I see. Well, if that is the case... check for engagement ring, check for potential spousal property ("I love [spouse's name]" keychain, family keychain, she's not driving a minivan or has a baby carseat in the sedan, husband is not in the car waiting for her, etc., etc.) and make sure you're not treading on another man's land, sir. I wouldn't recommend that. I catch a lot of guys trying to pick up my wife at places like the ones you mention... it doesn't make a difference... I trust her enough not to make a scene out of it. You want to know the EXACT words to say? Can't help you there too much, buddy... but... ok... You can try to remember what she ordered that ONE time, then when you see her the next time, say "Hey, [her drink], right? I don't mean to sound weird, but I remember you because... blah blah... and I ordered blah blah... are you in a hurry? maybe I can buy you one next time you stop by here?"... heck, I don't know, man, I can't know how you will say it like that. #($*&@$ . When you're married and have a family, you come up with these silly ways... but when you're single, to heck if you remember or can concoct something like this... it's odd... but I didn't do that, because I probably didn't want to meet EVERY woman I saw when I was single... you know? Black? I mean, you're right, madam.

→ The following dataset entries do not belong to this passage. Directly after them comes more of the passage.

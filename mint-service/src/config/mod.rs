use crate::services::storage::{GcsStoreConfig, HmacKey};
use crate::services::ImageRetry;
use secrecy::Secret;
use service_core::config as core_config;
use service_core::error::AppError;
use std::path::PathBuf;
use std::time::Duration;

const DEFAULT_TEXT_MODEL: &str = "gemini-1.5-flash";
const DEFAULT_IMAGE_MODEL: &str = "imagen-3.0-generate-002";
const DEFAULT_IMAGE_ATTEMPTS: u32 = 2;
const DEFAULT_IMAGE_RETRY_DELAY_MS: u64 = 2000;
const DEFAULT_SIGNED_URL_TTL_SECS: u64 = 86_400;

#[derive(Debug, Clone)]
pub struct MintConfig {
    pub common: core_config::Config,
    /// Overrides the `Host`-derived base of permalinks and local asset URLs.
    pub public_base_url: Option<String>,
    /// Present only when `GEMINI_API_KEY` is set.
    pub genai: Option<GenaiSettings>,
    pub storage: StorageConfig,
    pub otlp_endpoint: Option<String>,
}

#[derive(Debug, Clone)]
pub struct GenaiSettings {
    pub api_key: Secret<String>,
    pub text_model: String,
    pub image_model: String,
    pub image_enabled: bool,
    pub image_retry: ImageRetry,
}

#[derive(Debug, Clone)]
pub enum StorageConfig {
    Disabled,
    Gcs(GcsStoreConfig),
    Local { dir: PathBuf },
}

impl MintConfig {
    pub fn load() -> Result<Self, AppError> {
        let common = core_config::Config::load()?;
        Ok(Self::from_lookup(common, |key| std::env::var(key).ok()))
    }

    /// Build from any key lookup. Empty values count as unset.
    ///
    /// A GCS bucket takes precedence over a local asset directory.
    pub fn from_lookup<F>(common: core_config::Config, lookup: F) -> Self
    where
        F: Fn(&str) -> Option<String>,
    {
        let get = |key: &str| {
            lookup(key)
                .map(|v| v.trim().to_string())
                .filter(|v| !v.is_empty())
        };

        let genai = get("GEMINI_API_KEY").map(|key| GenaiSettings {
            api_key: Secret::new(key),
            text_model: get("GENAI_TEXT_MODEL").unwrap_or_else(|| DEFAULT_TEXT_MODEL.to_string()),
            image_model: get("GENAI_IMAGE_MODEL")
                .unwrap_or_else(|| DEFAULT_IMAGE_MODEL.to_string()),
            image_enabled: get("GENAI_IMAGE_ENABLED").is_some_and(|v| parse_flag(&v)),
            image_retry: ImageRetry {
                attempts: parse_or(get("GENAI_IMAGE_ATTEMPTS"), DEFAULT_IMAGE_ATTEMPTS),
                delay: Duration::from_millis(parse_or(
                    get("GENAI_IMAGE_RETRY_DELAY_MS"),
                    DEFAULT_IMAGE_RETRY_DELAY_MS,
                )),
            },
        });

        let storage = if let Some(bucket) = get("GCS_BUCKET") {
            let mut gcs = GcsStoreConfig::new(bucket);
            gcs.access_token = get("GCS_ACCESS_TOKEN").map(Secret::new);
            gcs.hmac_key = match (get("GCS_HMAC_ACCESS_ID"), get("GCS_HMAC_SECRET")) {
                (Some(access_id), Some(secret)) => Some(HmacKey {
                    access_id,
                    secret: Secret::new(secret),
                }),
                _ => None,
            };
            gcs.signed_url_ttl = Duration::from_secs(parse_or(
                get("GCS_SIGNED_URL_TTL_SECS"),
                DEFAULT_SIGNED_URL_TTL_SECS,
            ));
            StorageConfig::Gcs(gcs)
        } else if let Some(dir) = get("ASSET_LOCAL_DIR") {
            StorageConfig::Local {
                dir: PathBuf::from(dir),
            }
        } else {
            StorageConfig::Disabled
        };

        Self {
            common,
            public_base_url: get("PUBLIC_BASE_URL").map(|u| u.trim_end_matches('/').to_string()),
            genai,
            storage,
            otlp_endpoint: get("OTLP_ENDPOINT"),
        }
    }

    pub fn image_generation_enabled(&self) -> bool {
        self.genai.as_ref().is_some_and(|g| g.image_enabled)
    }
}

fn parse_flag(value: &str) -> bool {
    matches!(
        value.to_ascii_lowercase().as_str(),
        "1" | "true" | "yes" | "on"
    )
}

fn parse_or<T: std::str::FromStr>(value: Option<String>, default: T) -> T {
    value.and_then(|v| v.parse().ok()).unwrap_or(default)
}
use axum::async_trait;
use axum::extract::FromRequestParts;
use axum::http::header::ACCEPT;
use axum::http::request::Parts;
use std::convert::Infallible;

/// Representation the client asked for through `Accept`.
///
/// Only `text/html` and `application/json` compete. The higher q-value
/// wins; on a tie the one listed first wins. No header, or a header naming
/// neither, means JSON.
#[derive(Debug, Clone, Copy, PartialEq, Eq)]
pub enum ResponseFormat {
    Json,
    Html,
}

impl ResponseFormat {
    pub fn from_accept(header: Option<&str>) -> Self {
        let Some(header) = header else {
            return ResponseFormat::Json;
        };

        // (q, position) of the best entry per format
        let mut html: Option<(f32, usize)> = None;
        let mut json: Option<(f32, usize)> = None;

        for (position, entry) in header.split(',').enumerate() {
            let mut parts = entry.split(';');
            let media = parts.next().unwrap_or("").trim().to_ascii_lowercase();
            let q = parts
                .find_map(|p| {
                    let (k, v) = p.split_once('=')?;
                    if k.trim().eq_ignore_ascii_case("q") {
                        v.trim().parse::<f32>().ok()
                    } else {
                        None
                    }
                })
                .unwrap_or(1.0);

            let slot = match media.as_str() {
                "text/html" => &mut html,
                "application/json" => &mut json,
                _ => continue,
            };
            if slot.map_or(true, |(best, _)| q > best) {
                *slot = Some((q, position));
            }
        }

        match (html, json) {
            (Some((hq, _)), _) if hq <= 0.0 => ResponseFormat::Json,
            (Some(_), None) => ResponseFormat::Html,
            (Some((hq, hp)), Some((jq, jp))) if hq > jq || (hq == jq && hp < jp) => {
                ResponseFormat::Html
            }
            _ => ResponseFormat::Json,
        }
    }
}

#[async_trait]
impl<S> FromRequestParts<S> for ResponseFormat
where
    S: Send + Sync,
{
    type Rejection = Infallible;

    async fn from_request_parts(parts: &mut Parts, _state: &S) -> Result<Self, Self::Rejection> {
        let header = parts.headers.get(ACCEPT).and_then(|v| v.to_str().ok());
        Ok(ResponseFormat::from_accept(header))
    }
}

yeah i would give a random guy my number if he approached me in a long line at chipotle as long as he didnt come off as a weirdo. just ask you have nothing to lose is that how we became friends
Oh noes, now I'm going to be on the hit list of the GARM version of the Tridents. Just to actually contribute to this thread, you should probably start with eye contact first if you're both already seated. Gauge her reaction with it, either she shows interest by repeatedly looking back at you and looking away when you're looking at her, or she doesn't even glance at you after you shown the sign; which would means mission failed. Of course if she shows interest then you would smile whiling glancing at her, and wait til she smiles back, to confirm if she really is digging you. Then you go on from there. But hey, what do I know? I'm just getting out of high school and had never dealt with an older chick before.

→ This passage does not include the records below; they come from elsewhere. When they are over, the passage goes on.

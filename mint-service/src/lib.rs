pub mod config;
pub mod dtos;
pub mod handlers;
pub mod middleware;
pub mod models;
pub mod services;
pub mod startup;
pub mod views;
pub mod accept;
pub mod quiz_body;

pub use accept::ResponseFormat;
pub use quiz_body::QuizForm;
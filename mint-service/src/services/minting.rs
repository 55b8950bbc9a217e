//! The mint pipeline: derive, render, store, link.
//!
//! Each call is independent. Collaborators are shared read-only; nothing
//! here takes a lock or keeps per-request state between calls.

use crate::dtos::AssetMetadata;
use crate::models::{Creature, QuizAnswers};
use crate::services::deriver::TraitDeriver;
use crate::services::providers::ImageProvider;
use crate::services::renderer::{image_prompt, render_svg};
use crate::services::retry::{retry_provider_call, ImageRetry};
use crate::services::storage::{self, AssetStore};
use crate::views::SharePage;
use askama::Template;
use chrono::Utc;
use std::sync::Arc;
use uuid::Uuid;

/// What kind of artifact a mint produced.
#[derive(Debug, Clone, Copy, PartialEq, Eq)]
pub enum AssetKind {
    Svg,
    Png,
}

#[derive(Debug, Clone)]
pub struct MintOutcome {
    pub token_id: Uuid,
    pub creature: Creature,
    /// `None` only when no artifact could be rendered.
    pub asset_kind: Option<AssetKind>,
    pub asset_url: Option<String>,
    pub metadata_url: Option<String>,
    pub permalink: String,
}

struct RenderedAsset {
    kind: AssetKind,
    path: String,
    bytes: Vec<u8>,
    content_type: String,
}

#[derive(Clone)]
pub struct Minter {
    deriver: TraitDeriver,
    image_provider: Option<Arc<dyn ImageProvider>>,
    image_retry: ImageRetry,
    store: Option<Arc<dyn AssetStore>>,
}

impl Minter {
    pub fn new(deriver: TraitDeriver) -> Self {
        Self {
            deriver,
            image_provider: None,
            image_retry: ImageRetry::default(),
            store: None,
        }
    }

    pub fn with_images(mut self, provider: Arc<dyn ImageProvider>, retry: ImageRetry) -> Self {
        self.image_provider = Some(provider);
        self.image_retry = retry;
        self
    }

    pub fn with_store(mut self, store: Arc<dyn AssetStore>) -> Self {
        self.store = Some(store);
        self
    }

    pub fn storage_enabled(&self) -> bool {
        self.store.is_some()
    }

    pub async fn mint(&self, answers: &QuizAnswers, base_url: &str) -> MintOutcome {
        let creature = self.deriver.derive(answers).await;
        let token_id = Uuid::new_v4();
        let permalink = permalink(base_url, &token_id);

        let (asset_kind, asset_url) = match self.render_asset(&creature, &token_id).await {
            Some(asset) => {
                let url = self
                    .put(&asset.path, asset.bytes, &asset.content_type, base_url)
                    .await;
                (Some(asset.kind), url)
            }
            None => (None, None),
        };

        let metadata_url = if self.storage_enabled() {
            self.store_documents(&creature, &token_id, asset_url.clone(), &permalink, base_url)
                .await
        } else {
            None
        };

        MintOutcome {
            token_id,
            creature,
            asset_kind,
            asset_url,
            metadata_url,
            permalink,
        }
    }

    /// Generated PNG when an image provider and a store are both present,
    /// the SVG card otherwise or when generation fails.
    async fn render_asset(&self, creature: &Creature, token_id: &Uuid) -> Option<RenderedAsset> {
        if let (Some(provider), true) = (&self.image_provider, self.storage_enabled()) {
            let prompt = image_prompt(creature);
            match retry_provider_call(&self.image_retry, "generate_image", || provider.generate(&prompt)).await {
                Ok(image) => {
                    return Some(RenderedAsset {
                        kind: AssetKind::Png,
                        path: storage::image_path(token_id),
                        bytes: image.bytes,
                        content_type: image.mime_type,
                    });
                }
                Err(e) => {
                    tracing::warn!(
                        token_id = %token_id,
                        error = %e,
                        "Image generation failed, rendering SVG card"
                    );
                }
            }
        }

        match render_svg(creature, token_id) {
            Ok(svg) => Some(RenderedAsset {
                kind: AssetKind::Svg,
                path: storage::svg_path(token_id),
                bytes: svg.into_bytes(),
                content_type: "image/svg+xml".to_string(),
            }),
            Err(e) => {
                tracing::error!(token_id = %token_id, error = %e, "Failed to render SVG card");
                None
            }
        }
    }

    /// Metadata JSON and share page. Returns the metadata URL.
    async fn store_documents(
        &self,
        creature: &Creature,
        token_id: &Uuid,
        asset_url: Option<String>,
        permalink: &str,
        base_url: &str,
    ) -> Option<String> {
        let metadata = AssetMetadata::new(creature, token_id, asset_url.clone(), Utc::now().timestamp());
        let metadata_url = match serde_json::to_vec_pretty(&metadata) {
            Ok(bytes) => {
                self.put(&storage::metadata_path(token_id), bytes, "application/json", base_url)
                    .await
            }
            Err(e) => {
                tracing::error!(token_id = %token_id, error = %e, "Failed to serialize metadata");
                None
            }
        };

        let page = SharePage {
            horse: creature.clone(),
            token_id: token_id.to_string(),
            asset_url,
            permalink: permalink.to_string(),
        };
        match page.render() {
            Ok(html) => {
                self.put(
                    &storage::page_path(token_id),
                    html.into_bytes(),
                    "text/html; charset=utf-8",
                    base_url,
                )
                .await;
            }
            Err(e) => {
                tracing::error!(token_id = %token_id, error = %e, "Failed to render share page");
            }
        }

        metadata_url
    }

    /// Store one object; failures are logged and yield `None`. Relative
    /// store URLs are resolved against the same base as the permalink.
    async fn put(&self, path: &str, bytes: Vec<u8>, content_type: &str, base_url: &str) -> Option<String> {
        let store = self.store.as_ref()?;
        match store.put(path, bytes, content_type).await {
            Ok(url) => {
                let url = absolute_url(base_url, url);
                tracing::debug!(path, url = %url, "Stored asset");
                Some(url)
            }
            Err(e) => {
                tracing::warn!(path, error = %e, "Failed to store asset");
                None
            }
        }
    }
}

pub fn permalink(base_url: &str, token_id: &Uuid) -> String {
    format!("{}/quiz?token={}", base_url.trim_end_matches('/'), token_id)
}

fn absolute_url(base_url: &str, url: String) -> String {
    if url.starts_with('/') {
        format!("{}{}", base_url.trim_end_matches('/'), url)
    } else {
        url
    }
}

Ask her if she's heard the one about the fat polar bear. When she says no, you say "me neither, but it broke the ice." ... Then whip out your package.

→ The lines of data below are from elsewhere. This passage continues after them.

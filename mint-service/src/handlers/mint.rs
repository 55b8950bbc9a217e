use crate::dtos::MintResponse;
use crate::middleware::{QuizForm, ResponseFormat};
use crate::startup::AppState;
use crate::views::MintedPage;
use askama::Template;
use axum::extract::State;
use axum::http::header::HOST;
use axum::http::HeaderMap;
use axum::response::{Html, IntoResponse, Response};
use axum::Json;
use service_core::error::AppError;

/// Mint a horse from the submitted quiz answers.
///
/// Always 200 on the happy and the degraded paths: generation and storage
/// failures surface as fallback content, not as errors.
pub async fn mint(
    State(state): State<AppState>,
    format: ResponseFormat,
    headers: HeaderMap,
    QuizForm(answers): QuizForm,
) -> Result<Response, AppError> {
    let base_url = base_url(state.config.public_base_url.as_deref(), &headers);
    let outcome = state.minter.mint(&answers, &base_url).await;

    tracing::info!(
        token_id = %outcome.token_id,
        horse = %outcome.creature.name,
        asset_kind = ?outcome.asset_kind,
        asset_url = outcome.asset_url.as_deref().unwrap_or("-"),
        metadata_url = outcome.metadata_url.as_deref().unwrap_or("-"),
        "Minted horse"
    );

    match format {
        ResponseFormat::Json => Ok(Json(MintResponse::from(outcome)).into_response()),
        ResponseFormat::Html => {
            let page = MintedPage {
                horse: outcome.creature,
                token_id: outcome.token_id.to_string(),
                asset_url: outcome.asset_url,
                metadata_url: outcome.metadata_url,
                permalink: outcome.permalink,
            };
            let html = page.render().map_err(|e| {
                AppError::InternalError(anyhow::Error::new(e).context("render mint result page"))
            })?;
            Ok(Html(html).into_response())
        }
    }
}

/// `PUBLIC_BASE_URL` when configured, else derived from the `Host` header.
pub fn base_url(configured: Option<&str>, headers: &HeaderMap) -> String {
    if let Some(base) = configured {
        return base.trim_end_matches('/').to_string();
    }

    let host = headers
        .get(HOST)
        .and_then(|v| v.to_str().ok())
        .filter(|h| !h.is_empty())
        .unwrap_or("localhost");
    format!("http://{}", host)
}
//! Asset rendering: SVG trading card or image-generation prompt.

use crate::models::Creature;
use askama::Template;
use uuid::Uuid;

const DEFAULT_PRIMARY: &str = "#4F46E5";
const DEFAULT_SECONDARY: &str = "#0EA5E9";

/// Gradient colours for a colour scheme.
///
/// Rules apply in order and later ones override single channels: purple
/// replaces both, gold the secondary, black the primary.
pub fn palette(color_scheme: &str) -> (&'static str, &'static str) {
    let scheme = color_scheme.to_lowercase();
    let has = |words: &[&str]| words.iter().any(|w| scheme.contains(w));

    let (mut primary, mut secondary) = (DEFAULT_PRIMARY, DEFAULT_SECONDARY);
    if has(&["紫", "パープル", "purple"]) {
        (primary, secondary) = ("#7C3AED", "#A78BFA");
    }
    if has(&["金", "ゴールド", "gold"]) {
        secondary = "#F59E0B";
    }
    if has(&["黒", "ブラック", "black"]) {
        primary = "#111827";
    }
    (primary, secondary)
}

/// The fixed-layout 800x420 card. Text fields are HTML-escaped.
#[derive(Template)]
#[template(path = "card.svg", escape = "html")]
struct SvgCard<'a> {
    horse: &'a Creature,
    primary: &'a str,
    secondary: &'a str,
    short_token: &'a str,
}

/// Render the card. Pure: same input, same bytes.
pub fn render_svg(creature: &Creature, token_id: &Uuid) -> Result<String, askama::Error> {
    let (primary, secondary) = palette(&creature.color_scheme);
    let token = token_id.to_string();

    SvgCard {
        horse: creature,
        primary,
        secondary,
        short_token: &token[..8],
    }
    .render()
}

/// Instruction for the image generator.
pub fn image_prompt(creature: &Creature) -> String {
    format!(
        "A fantasy racehorse trading-card illustration. \
         The horse is named \"{name}\" and its personality is {temperament}. \
         Use the colour scheme {color_scheme} for its coat and mane. \
         Show speed {speed}/10, stamina {stamina}/10 and skill {skill}/10 through its build and pose. \
         Mood hint: \"{catchphrase}\". \
         Dynamic composition, vivid lighting, no text or lettering in the image.",
        name = creature.name,
        temperament = creature.temperament,
        color_scheme = creature.color_scheme,
        speed = creature.speed,
        stamina = creature.stamina,
        skill = creature.skill,
        catchphrase = creature.catchphrase,
    )
}

#[cfg(test)]
mod tests {
    use super::*;

    fn creature(color_scheme: &str) -> Creature {
        Creature {
            color_scheme: color_scheme.to_string(),
            ..Creature::unparsed_fallback()
        }
    }

    #[test]
    fn palette_rules() {
        assert_eq!(palette("青×白"), (DEFAULT_PRIMARY, DEFAULT_SECONDARY));
        assert_eq!(palette("紫"), ("#7C3AED", "#A78BFA"));
        assert_eq!(palette("紫×金"), ("#7C3AED", "#F59E0B"));
        assert_eq!(palette("黒×金"), ("#111827", "#F59E0B"));
        assert_eq!(palette("Black and Gold"), ("#111827", "#F59E0B"));
        assert_eq!(palette("紫×黒"), ("#111827", "#A78BFA"));
    }

    #[test]
    fn palette_accepts_katakana_colour_names() {
        assert_eq!(palette("ゴールド"), (DEFAULT_PRIMARY, "#F59E0B"));
        assert_eq!(palette("パープル"), ("#7C3AED", "#A78BFA"));
        assert_eq!(palette("ブラック×ゴールド"), ("#111827", "#F59E0B"));
    }

    #[test]
    fn svg_is_deterministic() {
        let token = Uuid::new_v4();
        let horse = creature("紫×金");
        assert_eq!(render_svg(&horse, &token).unwrap(), render_svg(&horse, &token).unwrap());
    }

    #[test]
    fn svg_embeds_fields() {
        let token = Uuid::parse_str("0b5d8c2e-1111-4222-8333-444455556666").unwrap();
        let svg = render_svg(&creature("黒"), &token).unwrap();

        assert!(svg.starts_with("<svg xmlns=\"http://www.w3.org/2000/svg\""));
        assert!(svg.contains(">NoName</text>"));
        assert!(svg.contains("穏やか / 黒"));
        assert!(svg.contains("S:6  St:6  Sk:6"));
        assert!(svg.contains("「行くぞ！」"));
        assert!(svg.contains("token:0b5d8c2e<"));
        assert!(svg.contains("stop-color=\"#111827\""));
    }

    #[test]
    fn svg_escapes_markup_in_text() {
        let horse = Creature {
            name: "<script>&".to_string(),
            ..Creature::unparsed_fallback()
        };
        let svg = render_svg(&horse, &Uuid::new_v4()).unwrap();
        assert!(svg.contains("&lt;script&gt;&amp;"));
        assert!(!svg.contains("<script>"));
    }

    #[test]
    fn svg_escapes_quotes_in_text() {
        let horse = Creature {
            catchphrase: "\"走れ\" 'now'".to_string(),
            ..Creature::unparsed_fallback()
        };
        let svg = render_svg(&horse, &Uuid::new_v4()).unwrap();
        assert!(svg.contains("&quot;走れ&quot;"));
        assert!(!svg.contains("'now'"));
    }

    #[test]
    fn image_prompt_mentions_persona_and_stats() {
        let prompt = image_prompt(&creature("紫×金"));
        assert!(prompt.contains("\"NoName\""));
        assert!(prompt.contains("紫×金"));
        assert!(prompt.contains("speed 6/10"));
        assert!(prompt.contains("no text"));
    }
}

It's pretty normal for a chick to give her number out, you must try to get at some very stuck up chicks or is something you are doing wrong. A girl giving out her number is pretty common, how else do you think people end up talking?
damn thanks for that one, im really going to use that one..... at the club... when the girls are totally drunk... and dont understand a damn thing...
maybe 15 minutes away, I have plenty of friends that live there and that place use to be my second home, use to play ball at that korean church all the damn time... very friendly back board they have there why wassup?
Shaud just has to say... "Hey" and the girl hands over her phone to put in his digits... since we all know he's a looker, just check out his myspace page! Other guys have to work to get a girls number Shaud! LOL
Tell her nose looks funny, while her *ss is smoking white hot. Seriously, SwoLy-D first reply is on the mark. Talk to everybody. If a women hears you talking to everybody else, they wont freak when you talk to them.